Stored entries
+++
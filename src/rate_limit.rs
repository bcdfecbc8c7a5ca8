use std::collections::VecDeque;
use std::sync::Arc;
use std::time::{Duration, Instant};

use dashmap::DashMap;

use crate::models::Id;

/// Sliding window in-memory rate limiter (pod local).
#[derive(Clone)]
pub struct InMemoryRateLimiter {
    store: Arc<DashMap<String, VecDeque<Instant>>>,
    pub enabled: bool,
}

impl InMemoryRateLimiter {
    pub fn new(enabled: bool) -> Self {
        Self { store: Arc::new(DashMap::new()), enabled }
    }

    /// Returns true if allowed, false if limited.
    pub fn check(&self, key: &str, limit: usize, window: Duration) -> bool {
        if !self.enabled {
            return true;
        }
        let now = Instant::now();
        let mut entry = self.store.entry(key.to_string()).or_default();
        while let Some(front) = entry.front() {
            if now.duration_since(*front) >= window {
                entry.pop_front();
            } else {
                break;
            }
        }
        if entry.len() < limit {
            entry.push_back(now);
            true
        } else {
            false
        }
    }
}

/// Per-action limits derived from env. Keys are authenticated user ids, not
/// client addresses.
#[derive(Clone, Debug)]
pub struct RateLimitConfig {
    pub topic_limit: usize,
    pub topic_window: Duration,
    pub post_limit: usize,
    pub post_window: Duration,
    pub review_limit: usize,
    pub review_window: Duration,
}

impl RateLimitConfig {
    pub fn from_env() -> Self {
        fn usize_env(name: &str, default: usize) -> usize {
            std::env::var(name).ok().and_then(|v| v.parse().ok()).unwrap_or(default)
        }
        fn dur_env(name: &str, default: u64) -> Duration {
            Duration::from_secs(std::env::var(name).ok().and_then(|v| v.parse().ok()).unwrap_or(default))
        }
        Self {
            topic_limit: usize_env("RL_TOPIC_LIMIT", 3),
            topic_window: dur_env("RL_TOPIC_WINDOW", 300),
            post_limit: usize_env("RL_POST_LIMIT", 10),
            post_window: dur_env("RL_POST_WINDOW", 60),
            review_limit: usize_env("RL_REVIEW_LIMIT", 5),
            review_window: dur_env("RL_REVIEW_WINDOW", 3600),
        }
    }
}

/// High level guard used by handlers.
#[derive(Clone)]
pub struct RateLimiterFacade {
    pub limiter: InMemoryRateLimiter,
    pub cfg: RateLimitConfig,
}

impl RateLimiterFacade {
    pub fn new(limiter: InMemoryRateLimiter, cfg: RateLimitConfig) -> Self {
        Self { limiter, cfg }
    }

    /// Disabled limiter for tests and tooling.
    pub fn disabled() -> Self {
        Self::new(InMemoryRateLimiter::new(false), RateLimitConfig::from_env())
    }

    pub fn allow_topic(&self, user_id: Id) -> bool {
        self.limiter.check(&format!("topic:{user_id}"), self.cfg.topic_limit, self.cfg.topic_window)
    }

    pub fn allow_post(&self, user_id: Id) -> bool {
        self.limiter.check(&format!("post:{user_id}"), self.cfg.post_limit, self.cfg.post_window)
    }

    pub fn allow_review(&self, user_id: Id) -> bool {
        self.limiter.check(&format!("review:{user_id}"), self.cfg.review_limit, self.cfg.review_window)
    }
}
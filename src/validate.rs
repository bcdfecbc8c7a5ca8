use std::collections::{BTreeMap, HashMap};

use crate::error::ApiError;
use crate::models::Id;

/// Request validator: pulls typed values out of a raw form/query field map and
/// collects every per-field failure so one 422 reports them all.
///
/// The `require_*`/`optional_*` accessors return a placeholder (zero/empty/
/// default) when the field is rejected; callers must run [`Validator::finish`]
/// before using any returned value. Business rules (ownership, locking) are
/// out of scope here and belong to the authorization layer.
pub struct Validator<'a> {
    fields: &'a HashMap<String, String>,
    errors: BTreeMap<String, String>,
}

impl<'a> Validator<'a> {
    pub fn new(fields: &'a HashMap<String, String>) -> Self {
        Self { fields, errors: BTreeMap::new() }
    }

    fn raw(&self, name: &str) -> Option<&str> {
        self.fields.get(name).map(|v| v.trim()).filter(|v| !v.is_empty())
    }

    fn reject(&mut self, name: &str, message: impl Into<String>) {
        // First failure per field wins.
        self.errors.entry(name.to_string()).or_insert_with(|| message.into());
    }

    /// Required positive integer identifier.
    pub fn require_id(&mut self, name: &str) -> Id {
        match self.raw(name).map(str::parse::<Id>) {
            Some(Ok(id)) if id > 0 => id,
            Some(_) => {
                self.reject(name, "must be a positive integer");
                0
            }
            None => {
                self.reject(name, "is required");
                0
            }
        }
    }

    /// Required non-empty string with character-length bounds.
    pub fn require_text(&mut self, name: &str, min: usize, max: usize) -> String {
        let Some(value) = self.raw(name) else {
            self.reject(name, "is required");
            return String::new();
        };
        let len = value.chars().count();
        if len < min {
            self.reject(name, format!("must be at least {min} characters"));
            String::new()
        } else if len > max {
            self.reject(name, format!("must be at most {max} characters"));
            String::new()
        } else {
            value.to_string()
        }
    }

    /// Required integer inside an inclusive range.
    pub fn require_int(&mut self, name: &str, min: i64, max: i64) -> i64 {
        match self.raw(name).map(str::parse::<i64>) {
            Some(Ok(n)) if (min..=max).contains(&n) => n,
            Some(Ok(_)) => {
                self.reject(name, format!("must be between {min} and {max}"));
                min
            }
            Some(Err(_)) => {
                self.reject(name, "must be an integer");
                min
            }
            None => {
                self.reject(name, "is required");
                min
            }
        }
    }

    /// Optional integer with a default, still range-checked when present.
    pub fn optional_int(&mut self, name: &str, default: i64, min: i64, max: i64) -> i64 {
        match self.raw(name) {
            None => default,
            Some(v) => match v.parse::<i64>() {
                Ok(n) if (min..=max).contains(&n) => n,
                Ok(_) => {
                    self.reject(name, format!("must be between {min} and {max}"));
                    default
                }
                Err(_) => {
                    self.reject(name, "must be an integer");
                    default
                }
            },
        }
    }

    /// Required enum-ish string; rejected unless one of `allowed`.
    pub fn require_choice(&mut self, name: &str, allowed: &[&str]) -> String {
        match self.raw(name) {
            Some(value) if allowed.contains(&value) => value.to_string(),
            Some(_) => {
                self.reject(name, format!("must be one of: {}", allowed.join(", ")));
                String::new()
            }
            None => {
                self.reject(name, "is required");
                String::new()
            }
        }
    }

    /// Optional enum-ish string; rejected unless one of `allowed`.
    pub fn optional_choice(&mut self, name: &str, allowed: &[&str]) -> Option<String> {
        let value = self.raw(name)?;
        if allowed.contains(&value) {
            Some(value.to_string())
        } else {
            self.reject(name, format!("must be one of: {}", allowed.join(", ")));
            None
        }
    }

    /// Truthy query flag (`1` / `true`).
    pub fn flag(&self, name: &str) -> bool {
        matches!(self.raw(name), Some("1") | Some("true"))
    }

    pub fn finish(self) -> Result<(), ApiError> {
        if self.errors.is_empty() {
            Ok(())
        } else {
            Err(ApiError::Validation(self.errors))
        }
    }
}

#[cfg(test)]
mod tests {
    use super::*;

    fn fields(pairs: &[(&str, &str)]) -> HashMap<String, String> {
        pairs.iter().map(|(k, v)| (k.to_string(), v.to_string())).collect()
    }

    #[test]
    fn collects_all_field_errors() {
        let f = fields(&[("post_id", "abc"), ("content", "")]);
        let mut v = Validator::new(&f);
        v.require_id("post_id");
        v.require_text("content", 2, 100);
        v.require_text("csrf_token", 1, 128);
        let err = v.finish().unwrap_err();
        let ApiError::Validation(map) = err else { panic!("expected validation error") };
        assert_eq!(map.len(), 3);
        assert_eq!(map["post_id"], "must be a positive integer");
        assert_eq!(map["content"], "is required");
        assert_eq!(map["csrf_token"], "is required");
    }

    #[test]
    fn accepts_valid_fields() {
        let f = fields(&[("topic_id", "7"), ("rating", "4"), ("page", "2")]);
        let mut v = Validator::new(&f);
        assert_eq!(v.require_id("topic_id"), 7);
        assert_eq!(v.require_int("rating", 1, 5), 4);
        assert_eq!(v.optional_int("page", 1, 1, 10_000), 2);
        assert_eq!(v.optional_int("limit", 20, 1, 100), 20);
        assert!(v.finish().is_ok());
    }

    #[test]
    fn rejects_out_of_range_numbers() {
        let f = fields(&[("rating", "9"), ("limit", "500")]);
        let mut v = Validator::new(&f);
        v.require_int("rating", 1, 5);
        v.optional_int("limit", 20, 1, 100);
        let ApiError::Validation(map) = v.finish().unwrap_err() else { panic!() };
        assert_eq!(map["rating"], "must be between 1 and 5");
        assert_eq!(map["limit"], "must be between 1 and 100");
    }

    #[test]
    fn zero_and_negative_ids_are_rejected() {
        let f = fields(&[("a", "0"), ("b", "-3")]);
        let mut v = Validator::new(&f);
        v.require_id("a");
        v.require_id("b");
        let ApiError::Validation(map) = v.finish().unwrap_err() else { panic!() };
        assert_eq!(map.len(), 2);
    }

    #[test]
    fn require_choice_rejects_unknown_and_missing() {
        let f = fields(&[("action", "publish")]);
        let mut v = Validator::new(&f);
        v.require_choice("action", &["approve", "reject"]);
        v.require_choice("mode", &["a", "b"]);
        let ApiError::Validation(map) = v.finish().unwrap_err() else { panic!() };
        assert_eq!(map["action"], "must be one of: approve, reject");
        assert_eq!(map["mode"], "is required");
    }

    #[test]
    fn optional_choice_and_flag() {
        let f = fields(&[("status", "approved"), ("include_deleted", "1")]);
        let mut v = Validator::new(&f);
        assert_eq!(v.optional_choice("status", &["pending", "approved", "rejected"]), Some("approved".into()));
        assert!(v.flag("include_deleted"));
        assert!(!v.flag("missing"));
        assert!(v.finish().is_ok());
    }

    #[test]
    fn length_bounds_count_chars_not_bytes() {
        let f = fields(&[("title", "héllo")]);
        let mut v = Validator::new(&f);
        assert_eq!(v.require_text("title", 5, 10), "héllo");
        assert!(v.finish().is_ok());
    }
}
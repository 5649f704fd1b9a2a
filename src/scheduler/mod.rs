pub mod handle;
pub mod job;
pub mod lock;
pub mod manager;
pub mod queue;
pub mod traits;
pub mod worker_pool;

pub use job::{Job, JobAction, JobKey, JobPriority, JobState, JobStatus, EPOCH_IMMEDIATE};
pub use manager::JobManager;
pub use queue::{PriorityJobQueue, QueuedJob};
pub use traits::{EngineClient, EngineWorker};
pub use worker_pool::WorkerPool;
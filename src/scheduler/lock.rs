use std::collections::hash_map::DefaultHasher;
use std::hash::{Hash, Hasher};

use parking_lot::{Mutex, MutexGuard};

pub const DEFAULT_STRIPES: usize = 64;

/// Fixed pool of mutexes indexed by key hash.
///
/// Two keys that collide share a stripe, which only costs contention.
/// Stripes are not reentrant: never take a second stripe from the same
/// instance while holding one.
#[derive(Debug)]
pub struct KeyedLock {
    stripes: Box<[Mutex<()>]>,
}

impl Default for KeyedLock {
    fn default() -> Self {
        Self::new(DEFAULT_STRIPES)
    }
}

impl KeyedLock {
    pub fn new(stripes: usize) -> Self {
        let stripes = (0..stripes.max(1)).map(|_| Mutex::new(())).collect();
        Self { stripes }
    }

    pub fn stripes(&self) -> usize {
        self.stripes.len()
    }

    pub fn lock<K: Hash + ?Sized>(&self, key: &K) -> MutexGuard<'_, ()> {
        self.stripes[self.stripe_for(key)].lock()
    }

    fn stripe_for<K: Hash + ?Sized>(&self, key: &K) -> usize {
        let mut hasher = DefaultHasher::new();
        key.hash(&mut hasher);
        (hasher.finish() % self.stripes.len() as u64) as usize
    }
}

#[cfg(test)]
mod tests {
    use super::*;
    use std::sync::Arc;
    use std::thread;

    #[test]
    fn zero_stripes_rounds_up() {
        assert_eq!(KeyedLock::new(0).stripes(), 1);
    }

    #[test]
    fn same_key_maps_to_same_stripe() {
        let lock = KeyedLock::new(16);
        assert_eq!(lock.stripe_for("job-1"), lock.stripe_for("job-1"));
    }

    #[test]
    fn serializes_critical_sections() {
        let lock = Arc::new(KeyedLock::new(4));
        let counter = Arc::new(parking_lot::Mutex::new(Vec::new()));

        let handles: Vec<_> = (0..8)
            .map(|i| {
                let lock = lock.clone();
                let counter = counter.clone();
                thread::spawn(move || {
                    let _guard = lock.lock("shared");
                    let mut seen = counter.lock();
                    let len = seen.len();
                    seen.push(i);
                    assert_eq!(seen.len(), len + 1);
                })
            })
            .collect();

        for h in handles {
            h.join().unwrap();
        }
        assert_eq!(counter.lock().len(), 8);
    }
}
+++
▶ [PROBLEM REQUIREMENTS] Show every line of the entries above where the word "join" occurs.

▶ [TASK OUTPUT]
                self.reject(name, format!("must be one of: {}", allowed.join(", ")));
            self.reject(name, format!("must be one of: {}", allowed.join(", ")));
            h.join().unwrap();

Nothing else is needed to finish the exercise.